And the sentences handed down are by no means light —what custodial for a first offence before Magistrates?
Arguably Nimmo committed the ugliest offence coz I am not sure anyone likes the idea of rape but he got 8 weeks.
Sorley poor girl got 12 weeks for little more than voicing an opinion and few would take the exhortation to kill oneself seriously if they were proselytising a cause
Newsonne’s remarks were in poor taste but who on earth would take them with any degree of seriousness
As I said yesterday but you thought I was joking I despair when I read your blog —not at the blog but the information it contains.

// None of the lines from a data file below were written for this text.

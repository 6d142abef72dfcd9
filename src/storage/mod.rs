// src/storage/mod.rs
//! Persistence: whole-file JSON documents for user and issuance records, and
//! the identity agent's embedded key/identifier store.

pub mod agent_store;
pub mod json_store;
pub mod meta_store;

use std::path::PathBuf;
use thiserror::Error;

#[derive(Debug, Error)]
pub enum StoreError {
    #[error("I/O error on {}: {}", .path.display(), .source)]
    Io {
        path: PathBuf,
        #[source]
        source: std::io::Error,
    },

    #[error("JSON error on {}: {}", .path.display(), .source)]
    Json {
        path: PathBuf,
        #[source]
        source: serde_json::Error,
    },
}

pub type StoreResult<T> = Result<T, StoreError>;
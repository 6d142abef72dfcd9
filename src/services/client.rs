// src/services/client.rs
//! Client for the verification endpoint, used by the `check` command.
//!
//! Mirrors the verification page: POST the SAP id to `/verify`, retry once
//! after a short delay if the server answers with a non-success status.

use crate::services::verifier::VerifiedStudent;
use serde::Deserialize;
use serde_json::json;
use std::time::Duration;
use thiserror::Error;

pub const DEFAULT_RETRY_DELAY: Duration = Duration::from_secs(2);

#[derive(Debug, Error)]
pub enum ClientError {
    #[error("request failed: {0}")]
    Http(#[from] reqwest::Error),

    #[error("server answered {0} without a readable body")]
    Status(u16),
}

/// Body of a `/verify` response.
#[derive(Debug, Clone, Deserialize)]
pub struct VerifyResponse {
    pub success: bool,
    #[serde(default)]
    pub message: Option<String>,
    #[serde(default)]
    pub data: Option<VerifiedStudent>,
}

impl VerifyResponse {
    /// Renders the result the way the verification page shows it.
    pub fn render(&self) -> String {
        match (&self.data, self.success) {
            (Some(student), true) => {
                let mut out = format!(
                    "VERIFIED\n  Name:  {}\n  Email: {}\n  SAP:   {}",
                    student.name, student.email, student.sap
                );
                if let Some(course) = &student.course {
                    out.push_str(&format!("\n  Course: {}", course));
                }
                if let Some(date) = &student.issue_date {
                    out.push_str(&format!("\n  Issued: {}", date));
                }
                out
            }
            _ => format!(
                "INVALID: {}",
                self.message.as_deref().unwrap_or("Certificate could not be verified")
            ),
        }
    }
}

pub struct VerifyClient {
    http: reqwest::Client,
    base_url: String,
    retry_delay: Duration,
}

impl VerifyClient {
    pub fn new(base_url: impl Into<String>) -> Self {
        Self {
            http: reqwest::Client::new(),
            base_url: base_url.into().trim_end_matches('/').to_string(),
            retry_delay: DEFAULT_RETRY_DELAY,
        }
    }

    pub fn with_retry_delay(mut self, delay: Duration) -> Self {
        self.retry_delay = delay;
        self
    }

    /// Asks the backend to verify `sap`.
    ///
    /// A non-success status is retried once; whatever the second answer is
    /// gets parsed and returned.
    pub async fn check(&self, sap: &str) -> Result<VerifyResponse, ClientError> {
        let url = format!("{}/verify", self.base_url);
        let body = json!({ "sap": sap });

        let mut response = self.http.post(&url).json(&body).send().await?;
        if !response.status().is_success() {
            log::warn!("{} answered {}; retrying in {:?}", url, response.status(), self.retry_delay);
            tokio::time::sleep(self.retry_delay).await;
            response = self.http.post(&url).json(&body).send().await?;
        }

        let status = response.status().as_u16();
        response
            .json::<VerifyResponse>()
            .await
            .map_err(|_| ClientError::Status(status))
    }
}
// src/identity/local_agent.rs
//! Self-contained identity agent.
//!
//! Identifiers are `did:key` DIDs over secp256k1. Private keys are sealed
//! with the KMS secret box and kept in the embedded [`AgentStore`]; opening
//! a store with a different KMS secret lists identifiers fine but fails to
//! sign.

use crate::identity::agent::IdentityAgent;
use crate::identity::{did_key, jwt_proof, ld_proof, AgentError, AgentResult};
use crate::models::credential::{CredentialPayload, ProofFormat, VerifiableCredential, VerificationResult};
use crate::models::did::{DidDocument, ManagedIdentifier, ManagedKey};
use crate::storage::agent_store::AgentStore;
use crate::utils::now_rfc3339;
use crate::wallet::key_management::KeyManager;
use crate::wallet::secret::NormalizedSecret;
use async_trait::async_trait;
use chrono::{SecondsFormat, Utc};
use k256::ecdsa::SigningKey;
use std::path::Path;

pub const DID_KEY_PROVIDER: &str = "did:key";
pub const LOCAL_KMS: &str = "local";
const KEY_TYPE: &str = "Secp256k1";

pub struct LocalAgent {
    store: AgentStore,
    keys: KeyManager,
}

impl LocalAgent {
    pub fn new(store: AgentStore, secret: &NormalizedSecret) -> AgentResult<Self> {
        Ok(Self {
            store,
            keys: KeyManager::new(secret)?,
        })
    }

    /// Opens (or creates) the agent store at `path`.
    pub fn open(path: &Path, secret: &NormalizedSecret) -> AgentResult<Self> {
        log::debug!(
            "opening agent store at {} (kms secret {})",
            path.display(),
            secret.fingerprint()
        );
        Self::new(AgentStore::open(path)?, secret)
    }

    /// Agent over a throwaway in-memory store.
    pub fn temporary(secret: &NormalizedSecret) -> AgentResult<Self> {
        Self::new(AgentStore::open_temporary()?, secret)
    }

    fn persist(&self, alias: &str, key: &SigningKey) -> AgentResult<ManagedIdentifier> {
        if self.store.get_by_alias(alias)?.is_some() {
            return Err(AgentError::AliasTaken(alias.to_string()));
        }

        let public_key = KeyManager::public_key_bytes(key);
        let kid = hex::encode(&public_key);
        let identifier = ManagedIdentifier {
            did: did_key::did_from_public_key(&public_key),
            alias: alias.to_string(),
            provider: DID_KEY_PROVIDER.to_string(),
            controller_key_id: kid.clone(),
            keys: vec![ManagedKey {
                kid: kid.clone(),
                kind: KEY_TYPE.to_string(),
                public_key_hex: kid,
                kms: LOCAL_KMS.to_string(),
            }],
            created_at: now_rfc3339(),
        };

        let sealed = self.keys.seal_private_key(key)?;
        if !self.store.put_identifier(&identifier, &sealed)? {
            return Err(AgentError::AliasTaken(alias.to_string()));
        }
        log::info!("created identifier {} (alias '{}')", identifier.did, alias);
        Ok(identifier)
    }

    /// Opens the private key controlling `did`.
    fn signing_key(&self, did: &str) -> AgentResult<SigningKey> {
        let identifier = self
            .store
            .get_identifier(did)?
            .ok_or_else(|| AgentError::NotFound(format!("issuer {} is not managed by this agent", did)))?;
        let sealed = self
            .store
            .sealed_key(&identifier.controller_key_id)?
            .ok_or_else(|| AgentError::NotFound(format!("key {}", identifier.controller_key_id)))?;
        Ok(self.keys.open_private_key(&sealed)?)
    }
}

#[async_trait]
impl IdentityAgent for LocalAgent {
    async fn create_identifier(&self, alias: &str) -> AgentResult<ManagedIdentifier> {
        self.persist(alias, &KeyManager::generate_key())
    }

    async fn import_identifier(&self, alias: &str, private_key: &[u8]) -> AgentResult<ManagedIdentifier> {
        let key = KeyManager::import_key(private_key)?;
        let did = did_key::did_from_public_key(&KeyManager::public_key_bytes(&key));
        if let Some(existing) = self.store.get_identifier(&did)? {
            log::info!("key already managed as {} (alias '{}')", existing.did, existing.alias);
            return Ok(existing);
        }
        self.persist(alias, &key)
    }

    async fn get_identifier_by_alias(&self, alias: &str) -> AgentResult<Option<ManagedIdentifier>> {
        Ok(self.store.get_by_alias(alias)?)
    }

    async fn find_identifiers(&self) -> AgentResult<Vec<ManagedIdentifier>> {
        Ok(self.store.list_identifiers()?)
    }

    async fn sign_credential(
        &self,
        payload: &CredentialPayload,
        format: ProofFormat,
    ) -> AgentResult<VerifiableCredential> {
        let issuer = payload.issuer.did();
        let key = self.signing_key(issuer)?;
        let verification_method = did_key::verification_method_id(issuer)?;

        match format {
            ProofFormat::Jwt => jwt_proof::sign(payload, &verification_method, &key),
            ProofFormat::Lds => {
                let created = Utc::now().to_rfc3339_opts(SecondsFormat::Secs, true);
                ld_proof::sign(serde_json::to_value(payload)?, &verification_method, &key, &created)
            }
        }
    }

    async fn verify_credential(
        &self,
        credential: &VerifiableCredential,
        format: ProofFormat,
    ) -> AgentResult<VerificationResult> {
        match format {
            ProofFormat::Jwt => jwt_proof::verify_credential(credential),
            ProofFormat::Lds => ld_proof::verify(credential),
        }
    }

    async fn resolve_did(&self, did: &str) -> AgentResult<DidDocument> {
        did_key::resolve(did)
    }
}
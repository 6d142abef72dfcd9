// src/wallet/mod.rs
pub mod credential_storage;
pub mod key_derivation;
pub mod key_management;
pub mod secret;
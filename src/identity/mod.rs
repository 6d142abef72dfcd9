// src/identity/mod.rs
//! Identity agent: DID management, credential signing and verification.
//!
//! Callers only see the [`agent::IdentityAgent`] trait. The bundled
//! [`local_agent::LocalAgent`] implements it with `did:key` identifiers over
//! secp256k1, keys sealed in the embedded [`AgentStore`], and two proof
//! formats (compact JWT and embedded linked-data proof).
//!
//! [`AgentStore`]: crate::storage::agent_store::AgentStore

pub mod agent;
pub mod did_key;
pub mod jwt_proof;
pub mod ld_proof;
pub mod local_agent;

use crate::storage::agent_store::AgentStoreError;
use crate::wallet::key_management::KeyError;
use thiserror::Error;

/// JOSE algorithm name for ECDSA over secp256k1 with SHA-256.
pub const ES256K: &str = "ES256K";

#[derive(Debug, Error)]
pub enum AgentError {
    #[error("agent store: {0}")]
    Store(#[from] AgentStoreError),

    #[error("key management: {0}")]
    Key(#[from] KeyError),

    #[error("invalid DID: {0}")]
    InvalidDid(String),

    #[error("identifier not found: {0}")]
    NotFound(String),

    #[error("alias already in use: {0}")]
    AliasTaken(String),

    #[error("invalid credential: {0}")]
    InvalidCredential(String),

    #[error("serialization error: {0}")]
    Serialization(#[from] serde_json::Error),
}

pub type AgentResult<T> = Result<T, AgentError>;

I am off to the kitchen now for a few hours spiritual enlightenment and then I have got two hours homework writing lines about who are my betters in Society that under no circumstances I can send an e mail offending—- even to my wife - Ho Hum
June 20, 2014 at 7:01 pm -
And Anna, how long do you think it’s going to be before it becomes an offence to just look at some of the stuff on Liveleak? Probably not too far distant, I would suggest.
There’s a report on the Beeb Tech Section tonight that the UK is trying to get a particular ISIS video taken offline. Not checked to see if it’s on Liveleak, but there is lots of pro Assad/pro ISIS/general anti snackbar material there, in amongst all the lunatic Eastern European lunatic drivers, the Far Eastern suicidal maniacs and the fluffy kittens.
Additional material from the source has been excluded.